*Exercise brief*: Go through the listing below and list every line with "guarded".

*Given entries*:
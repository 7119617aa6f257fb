//! In-memory quotation store

use std::collections::HashMap;
use std::sync::Arc;

use async_trait::async_trait;
use tokio::sync::RwLock;

use core_kernel::{DomainPort, DpqId, PartyId, PortError, RfqId};
use domain_quotation::{DpqStatus, Quotation, QuotationStore};

/// In-memory implementation of [`QuotationStore`]
#[derive(Debug, Default)]
pub struct InMemoryQuotationStore {
    quotations: Arc<RwLock<HashMap<DpqId, Quotation>>>,
}

impl InMemoryQuotationStore {
    pub fn new() -> Self {
        Self::default()
    }
}

impl DomainPort for InMemoryQuotationStore {}

#[async_trait]
impl QuotationStore for InMemoryQuotationStore {
    async fn get(&self, id: DpqId) -> Result<Quotation, PortError> {
        self.quotations
            .read()
            .await
            .get(&id)
            .cloned()
            .ok_or_else(|| PortError::not_found("Quotation", id))
    }

    async fn insert(&self, quotation: Quotation) -> Result<(), PortError> {
        let mut quotations = self.quotations.write().await;
        if quotations.contains_key(&quotation.id) {
            return Err(PortError::conflict(format!(
                "quotation {} already exists",
                quotation.id
            )));
        }
        quotations.insert(quotation.id, quotation);
        Ok(())
    }

    async fn update(
        &self,
        expected_version: u32,
        mut quotation: Quotation,
    ) -> Result<Quotation, PortError> {
        let mut quotations = self.quotations.write().await;
        let current = quotations
            .get(&quotation.id)
            .ok_or_else(|| PortError::not_found("Quotation", quotation.id))?;
        if current.version != expected_version {
            return Err(PortError::conflict(format!(
                "version mismatch on quotation {}: expected {}, found {}",
                quotation.id, expected_version, current.version
            )));
        }
        quotation.version = expected_version + 1;
        quotations.insert(quotation.id, quotation.clone());
        Ok(quotation)
    }

    async fn find_by_rfq(&self, rfq_id: RfqId) -> Result<Option<Quotation>, PortError> {
        Ok(self
            .quotations
            .read()
            .await
            .values()
            .find(|quotation| quotation.rfq_id == rfq_id)
            .cloned())
    }

    async fn list_by_status(&self, status: DpqStatus) -> Result<Vec<Quotation>, PortError> {
        Ok(self
            .quotations
            .read()
            .await
            .values()
            .filter(|quotation| quotation.status == status)
            .cloned()
            .collect())
    }

    async fn list_by_buyer(&self, buyer_id: PartyId) -> Result<Vec<Quotation>, PortError> {
        Ok(self
            .quotations
            .read()
            .await
            .values()
            .filter(|quotation| quotation.buyer_id == buyer_id)
            .cloned()
            .collect())
    }
}
//! Request/response data transfer objects

pub mod catalog;
pub mod order;
pub mod quotation;
pub mod rfq;
pub mod roles;
pub mod workflow;

use rust_decimal::Decimal;
use serde::{Deserialize, Serialize};

use core_kernel::{Currency, Money};

/// Monetary amount on the wire
#[derive(Debug, Clone, Copy, Serialize, Deserialize)]
pub struct MoneyDto {
    pub amount: Decimal,
    pub currency: Currency,
}

impl MoneyDto {
    pub fn into_money(self) -> Money {
        Money::new(self.amount, self.currency)
    }
}

impl From<Money> for MoneyDto {
    fn from(money: Money) -> Self {
        Self {
            amount: money.amount(),
            currency: money.currency(),
        }
    }
}
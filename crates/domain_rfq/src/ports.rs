//! RFQ domain ports

use async_trait::async_trait;

use core_kernel::{DomainPort, PartyId, PortError, RfqId};

use crate::rfq::{Rfq, RfqStatus};

/// Port for RFQ storage
///
/// `update` is a versioned check-then-write: a mismatch between
/// `expected_version` and the stored record fails with `PortError::Conflict`
/// without writing, and the caller re-reads and retries.
#[async_trait]
pub trait RfqStore: DomainPort {
    /// Retrieves an RFQ by id
    async fn get(&self, id: RfqId) -> Result<Rfq, PortError>;

    /// Inserts a new RFQ
    async fn insert(&self, rfq: Rfq) -> Result<(), PortError>;

    /// Replaces an RFQ, guarded by the version precondition
    async fn update(&self, expected_version: u32, rfq: Rfq) -> Result<Rfq, PortError>;

    /// Lists RFQs by status
    async fn list_by_status(&self, status: RfqStatus) -> Result<Vec<Rfq>, PortError>;

    /// Lists a buyer's RFQs
    async fn list_by_buyer(&self, buyer_id: PartyId) -> Result<Vec<Rfq>, PortError>;
}
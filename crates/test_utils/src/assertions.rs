//! Custom test assertions
//!
//! Assertion helpers for the domain error taxonomy that give more useful
//! failure messages than a bare `matches!`.

use core_kernel::TradeError;

/// Asserts that a result failed with a validation error
pub fn assert_validation<T: std::fmt::Debug>(result: Result<T, TradeError>) {
    match result {
        Err(TradeError::Validation(_)) => {}
        other => panic!("expected validation error, got {other:?}"),
    }
}

/// Asserts that a result failed with a forbidden error
pub fn assert_forbidden<T: std::fmt::Debug>(result: Result<T, TradeError>) {
    match result {
        Err(TradeError::Forbidden(_)) => {}
        other => panic!("expected forbidden error, got {other:?}"),
    }
}

/// Asserts that a result failed with a not-found error
pub fn assert_not_found<T: std::fmt::Debug>(result: Result<T, TradeError>) {
    match result {
        Err(TradeError::NotFound { .. }) => {}
        other => panic!("expected not-found error, got {other:?}"),
    }
}

/// Asserts that a result failed with an invalid-state error reporting the
/// given current status
pub fn assert_invalid_state<T: std::fmt::Debug>(result: Result<T, TradeError>, expected: &str) {
    match result {
        Err(TradeError::InvalidState { current, .. }) => {
            assert_eq!(
                current, expected,
                "invalid-state error reported the wrong current status"
            );
        }
        other => panic!("expected invalid-state error, got {other:?}"),
    }
}

/// Asserts that a result failed with a conflict error
pub fn assert_conflict<T: std::fmt::Debug>(result: Result<T, TradeError>) {
    match result {
        Err(TradeError::Conflict(_)) => {}
        other => panic!("expected conflict error, got {other:?}"),
    }
}
//! RFQ Domain - requests for quotation
//!
//! An RFQ is a buyer-initiated trade inquiry against an approved product.
//! The buyer owns the document until a gatekeeper response exists; from
//! then on the gatekeeping role drives it. `rejected` is terminal;
//! `accepted` immediately yields a quotation (owned by `domain_quotation`).

pub mod ports;
pub mod rfq;
pub mod service;

pub use ports::RfqStore;
pub use rfq::{RespondAction, ResponseMessage, Rfq, RfqStatus};
pub use service::{CreateRfq, RfqService};
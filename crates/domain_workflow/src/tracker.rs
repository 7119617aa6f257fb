//! End-to-end workflow tracker

use std::sync::Arc;

use serde::{Deserialize, Serialize};
use tracing::warn;

use core_kernel::{DpoId, DpqId, Money, RfqId, TradeError};
use domain_order::{OrderStatus, OrderStore};
use domain_quotation::QuotationStore;
use domain_rfq::RfqStore;

use crate::ports::StatusProvider;

/// Status placeholder when a document or collaborator cannot be reached
pub const STATUS_UNKNOWN: &str = "unknown";

/// Status of one fulfillment stage as reported by its collaborator
#[derive(Debug, Clone, Serialize, Deserialize)]
pub struct StageStatus {
    pub stage: String,
    pub status: String,
}

/// One consolidated view of a trade, from the originating RFQ down to the
/// fulfillment stages of its order.
#[derive(Debug, Clone, Serialize, Deserialize)]
pub struct WorkflowSnapshot {
    pub order_id: DpoId,
    pub order_status: String,
    /// Whether the gatekeeper has confirmed the order yet
    pub order_confirmation: String,
    pub dpq_id: DpqId,
    pub quotation_status: String,
    pub rfq_id: RfqId,
    pub rfq_status: String,
    pub total_value: Money,
    pub stages: Vec<StageStatus>,
}

/// Read-only tracker that walks an order back to its source documents and
/// polls the fulfillment collaborators.
///
/// The tracker never fails because a collaborator is down; unreachable
/// stages degrade to [`STATUS_UNKNOWN`]. Only a missing order is an error.
pub struct WorkflowTracker {
    orders: Arc<dyn OrderStore>,
    quotations: Arc<dyn QuotationStore>,
    rfqs: Arc<dyn RfqStore>,
    providers: Vec<Arc<dyn StatusProvider>>,
}

impl WorkflowTracker {
    pub fn new(
        orders: Arc<dyn OrderStore>,
        quotations: Arc<dyn QuotationStore>,
        rfqs: Arc<dyn RfqStore>,
        providers: Vec<Arc<dyn StatusProvider>>,
    ) -> Self {
        Self {
            orders,
            quotations,
            rfqs,
            providers,
        }
    }

    pub async fn snapshot(&self, order_id: DpoId) -> Result<WorkflowSnapshot, TradeError> {
        let order = self
            .orders
            .get(order_id)
            .await
            .map_err(|_| TradeError::not_found("order", order_id))?;

        let quotation_status = match self.quotations.get(order.dpq_id).await {
            Ok(quotation) => quotation.status.to_string(),
            Err(err) => {
                warn!(order = %order_id, dpq = %order.dpq_id, %err, "quotation unreachable");
                STATUS_UNKNOWN.to_string()
            }
        };

        let rfq_status = match self.rfqs.get(order.rfq_id).await {
            Ok(rfq) => rfq.status.to_string(),
            Err(err) => {
                warn!(order = %order_id, rfq = %order.rfq_id, %err, "RFQ unreachable");
                STATUS_UNKNOWN.to_string()
            }
        };

        let mut stages = Vec::with_capacity(self.providers.len());
        for provider in &self.providers {
            let status = match provider.status_for(order_id).await {
                Ok(status) => status,
                Err(err) => {
                    warn!(order = %order_id, stage = provider.stage(), %err, "collaborator unreachable");
                    STATUS_UNKNOWN.to_string()
                }
            };
            stages.push(StageStatus {
                stage: provider.stage().to_string(),
                status,
            });
        }

        let order_confirmation = if order.status == OrderStatus::Pending {
            "pending".to_string()
        } else {
            "confirmed".to_string()
        };

        Ok(WorkflowSnapshot {
            order_id: order.id,
            order_status: order.status.to_string(),
            order_confirmation,
            dpq_id: order.dpq_id,
            quotation_status,
            rfq_id: order.rfq_id,
            rfq_status,
            total_value: order.total_value,
            stages,
        })
    }
}
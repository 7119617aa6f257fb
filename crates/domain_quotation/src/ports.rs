//! Quotation domain ports

use async_trait::async_trait;

use core_kernel::{DomainPort, DpqId, PartyId, PortError, RfqId};

use crate::quotation::{DpqStatus, Quotation};

/// Port for quotation storage
///
/// `update` is a versioned check-then-write; a version mismatch fails with
/// `PortError::Conflict` without writing.
#[async_trait]
pub trait QuotationStore: DomainPort {
    /// Retrieves a quotation by id
    async fn get(&self, id: DpqId) -> Result<Quotation, PortError>;

    /// Inserts a new quotation
    async fn insert(&self, quotation: Quotation) -> Result<(), PortError>;

    /// Replaces a quotation, guarded by the version precondition
    async fn update(
        &self,
        expected_version: u32,
        quotation: Quotation,
    ) -> Result<Quotation, PortError>;

    /// Finds the quotation derived from an RFQ, if one exists.
    /// An RFQ has at most one quotation, live or terminal.
    async fn find_by_rfq(&self, rfq_id: RfqId) -> Result<Option<Quotation>, PortError>;

    /// Lists quotations by status
    async fn list_by_status(&self, status: DpqStatus) -> Result<Vec<Quotation>, PortError>;

    /// Lists a buyer's quotations
    async fn list_by_buyer(&self, buyer_id: PartyId) -> Result<Vec<Quotation>, PortError>;
}
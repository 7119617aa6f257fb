//! Dispute lifecycle and document freezing

use std::sync::Arc;

use core_kernel::{DocumentRef, FreezeGuard, PartyId};
use domain_catalog::ProductStore;
use domain_order::{Order, OrderService, OrderStore};
use domain_quotation::DpqStatus;
use domain_rfq::RfqStore;
use domain_workflow::{DisputeFreezeGuard, DisputeService};
use infra_store::{
    InMemoryDisputeStore, InMemoryOrderStore, InMemoryProductStore, InMemoryQuotationStore,
    InMemoryRfqStore,
};
use test_utils::{
    assert_conflict, assert_forbidden, assert_invalid_state, assert_validation, ActorFixtures,
    ProductBuilder, QuotationBuilder, RfqBuilder,
};

struct Fixture {
    disputes: Arc<InMemoryDisputeStore>,
    rfqs: Arc<InMemoryRfqStore>,
    orders: Arc<InMemoryOrderStore>,
    products: Arc<InMemoryProductStore>,
    service: DisputeService,
}

impl Fixture {
    fn new() -> Self {
        let disputes = Arc::new(InMemoryDisputeStore::new());
        let rfqs = Arc::new(InMemoryRfqStore::new());
        let quotations = Arc::new(InMemoryQuotationStore::new());
        let orders = Arc::new(InMemoryOrderStore::new());
        let products = Arc::new(InMemoryProductStore::new());
        let service = DisputeService::new(
            disputes.clone(),
            rfqs.clone(),
            quotations.clone(),
            orders.clone(),
            products.clone(),
        );
        Self {
            disputes,
            rfqs,
            orders,
            products,
            service,
        }
    }

    /// Seeds an order owned by the given buyer, built over the given
    /// seller's product
    async fn seed_order(&self, buyer_id: PartyId, seller_id: PartyId) -> Order {
        let product = ProductBuilder::new().with_seller(seller_id).build();
        self.products.insert(product.clone()).await.unwrap();

        let dpq = QuotationBuilder::new()
            .with_buyer(buyer_id)
            .with_status(DpqStatus::Converted)
            .build();
        let mut order = Order::from_quotation(&dpq);
        order.product_id = product.id;
        self.orders.insert(order.clone()).await.unwrap();
        order
    }
}

#[tokio::test]
async fn a_document_carries_at_most_one_open_dispute() {
    let fixture = Fixture::new();
    let buyer_id = PartyId::new_v7();
    let seller_id = PartyId::new_v7();
    let order = fixture.seed_order(buyer_id, seller_id).await;
    let doc = DocumentRef::Order(order.id);

    fixture
        .service
        .open_dispute(
            ActorFixtures::buyer_with_id(buyer_id),
            doc,
            "cargo arrived damaged".into(),
        )
        .await
        .unwrap();
    assert_conflict(
        fixture
            .service
            .open_dispute(
                ActorFixtures::seller_with_id(seller_id),
                doc,
                "payment withheld".into(),
            )
            .await,
    );
}

#[tokio::test]
async fn only_parties_to_the_trade_may_open_a_dispute() {
    let fixture = Fixture::new();
    let buyer_id = PartyId::new_v7();
    let seller_id = PartyId::new_v7();
    let order = fixture.seed_order(buyer_id, seller_id).await;
    let doc = DocumentRef::Order(order.id);

    // a buyer from an unrelated trade cannot freeze this one
    assert_forbidden(
        fixture
            .service
            .open_dispute(ActorFixtures::buyer(), doc, "looks suspicious".into())
            .await,
    );
    assert_forbidden(
        fixture
            .service
            .open_dispute(ActorFixtures::seller(), doc, "looks suspicious".into())
            .await,
    );

    // the product's seller is a party even though no document names them
    fixture
        .service
        .open_dispute(
            ActorFixtures::seller_with_id(seller_id),
            doc,
            "payment overdue".into(),
        )
        .await
        .unwrap();
}

#[tokio::test]
async fn ownership_is_checked_on_the_rfq_itself() {
    let fixture = Fixture::new();
    let buyer_id = PartyId::new_v7();
    let rfq = RfqBuilder::new().with_buyer(buyer_id).build();
    fixture.rfqs.insert(rfq.clone()).await.unwrap();
    let doc = DocumentRef::Rfq(rfq.id);

    assert_forbidden(
        fixture
            .service
            .open_dispute(ActorFixtures::buyer(), doc, "terms misrepresented".into())
            .await,
    );
    fixture
        .service
        .open_dispute(
            ActorFixtures::buyer_with_id(buyer_id),
            doc,
            "terms misrepresented".into(),
        )
        .await
        .unwrap();
}

#[tokio::test]
async fn resolution_is_arbitrator_only_and_terminal() {
    let fixture = Fixture::new();
    let buyer_id = PartyId::new_v7();
    let order = fixture.seed_order(buyer_id, PartyId::new_v7()).await;

    let dispute = fixture
        .service
        .open_dispute(
            ActorFixtures::buyer_with_id(buyer_id),
            DocumentRef::Order(order.id),
            "cargo arrived damaged".into(),
        )
        .await
        .unwrap();

    assert_forbidden(
        fixture
            .service
            .resolve(ActorFixtures::captain(), dispute.id, "settled".into())
            .await,
    );

    let arbitrator = ActorFixtures::arbitrator();
    let resolved = fixture
        .service
        .resolve(arbitrator, dispute.id, "insurer covers the loss".into())
        .await
        .unwrap();
    assert!(!resolved.is_open());

    assert_invalid_state(
        fixture
            .service
            .resolve(arbitrator, dispute.id, "settled again".into())
            .await,
        "resolved",
    );
}

#[tokio::test]
async fn a_dispute_needs_a_reason() {
    let fixture = Fixture::new();
    assert_validation(
        fixture
            .service
            .open_dispute(
                ActorFixtures::buyer(),
                DocumentRef::Order(core_kernel::DpoId::new_v7()),
                "   ".into(),
            )
            .await,
    );
}

#[tokio::test]
async fn frozen_order_blocks_fulfillment_steps() {
    let fixture = Fixture::new();
    let buyer_id = PartyId::new_v7();
    let order = fixture.seed_order(buyer_id, PartyId::new_v7()).await;

    let quotations = Arc::new(InMemoryQuotationStore::new());
    let freeze: Arc<dyn FreezeGuard> = Arc::new(DisputeFreezeGuard::new(fixture.disputes.clone()));
    let order_service = OrderService::new(quotations, fixture.orders.clone(), freeze);

    let captain = ActorFixtures::captain();
    let dispute = fixture
        .service
        .open_dispute(
            ActorFixtures::buyer_with_id(buyer_id),
            DocumentRef::Order(order.id),
            "inspection report missing".into(),
        )
        .await
        .unwrap();

    assert_conflict(order_service.confirm(captain, order.id).await);

    fixture
        .service
        .resolve(
            ActorFixtures::arbitrator(),
            dispute.id,
            "report supplied".into(),
        )
        .await
        .unwrap();
    let order = order_service.confirm(captain, order.id).await.unwrap();
    assert_eq!(order.status, domain_order::OrderStatus::Confirmed);
}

*Response*:
    /// Replaces an RFQ, guarded by the version precondition
    /// Replaces a quotation, guarded by the version precondition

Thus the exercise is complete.